■ Description of the task ■
Every line below should be given again without alteration.

Records from a data collection:
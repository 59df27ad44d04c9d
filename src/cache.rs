use async_trait::async_trait;
use moka::future::Cache;
use std::time::Duration;

use crate::errors::ProviderError;
use crate::models::coordinate::Coordinate;
use crate::services::geocoder::Geocoder;

const GEOCODE_CACHE_CAPACITY: u64 = 10_000;

/// Remembers geocoder answers (including "no match") per normalised address,
/// so repeated lookups while a rep edits a form hit the provider once.
pub struct CachedGeocoder<G> {
    inner: G,
    cache: Cache<String, Option<Coordinate>>,
}

impl<G: Geocoder> CachedGeocoder<G> {
    pub fn new(inner: G, ttl: Duration) -> Self {
        CachedGeocoder {
            inner,
            cache: Cache::builder()
                .max_capacity(GEOCODE_CACHE_CAPACITY)
                .time_to_live(ttl)
                .build(),
        }
    }
}

fn cache_key(address: &str) -> String {
    address
        .split_whitespace()
        .collect::<Vec<_>>()
        .join(" ")
        .to_lowercase()
}

#[async_trait]
impl<G: Geocoder> Geocoder for CachedGeocoder<G> {
    async fn geocode(&self, address: &str) -> Result<Option<Coordinate>, ProviderError> {
        let key = cache_key(address);
        if let Some(hit) = self.cache.get(&key).await {
            return Ok(hit);
        }

        // errors are not cached
        let found = self.inner.geocode(address).await?;
        self.cache.insert(key, found).await;
        Ok(found)
    }
}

■ Answer space ■
repository 59df27ad44d04c9d
filename src/cache.rs
use async_trait::async_trait;
use moka::future::Cache;
use std::time::Duration;

use crate::errors::ProviderError;
use crate::models::coordinate::Coordinate;
use crate::services::geocoder::Geocoder;

const GEOCODE_CACHE_CAPACITY: u64 = 10_000;

/// Remembers geocoder answers (including "no match") per normalised address,
/// so repeated lookups while a rep edits a form hit the provider once.
pub struct CachedGeocoder<G> {
    inner: G,
    cache: Cache<String, Option<Coordinate>>,
}

impl<G: Geocoder> CachedGeocoder<G> {
    pub fn new(inner: G, ttl: Duration) -> Self {
        CachedGeocoder {
            inner,
            cache: Cache::builder()
                .max_capacity(GEOCODE_CACHE_CAPACITY)
                .time_to_live(ttl)
                .build(),
        }
    }
}

fn cache_key(address: &str) -> String {
    address
        .split_whitespace()
        .collect::<Vec<_>>()
        .join(" ")
        .to_lowercase()
}

#[async_trait]
impl<G: Geocoder> Geocoder for CachedGeocoder<G> {
    async fn geocode(&self, address: &str) -> Result<Option<Coordinate>, ProviderError> {
        let key = cache_key(address);
        if let Some(hit) = self.cache.get(&key).await {
            return Ok(hit);
        }

        // errors are not cached
        let found = self.inner.geocode(address).await?;
        self.cache.insert(key, found).await;
        Ok(found)
    }
}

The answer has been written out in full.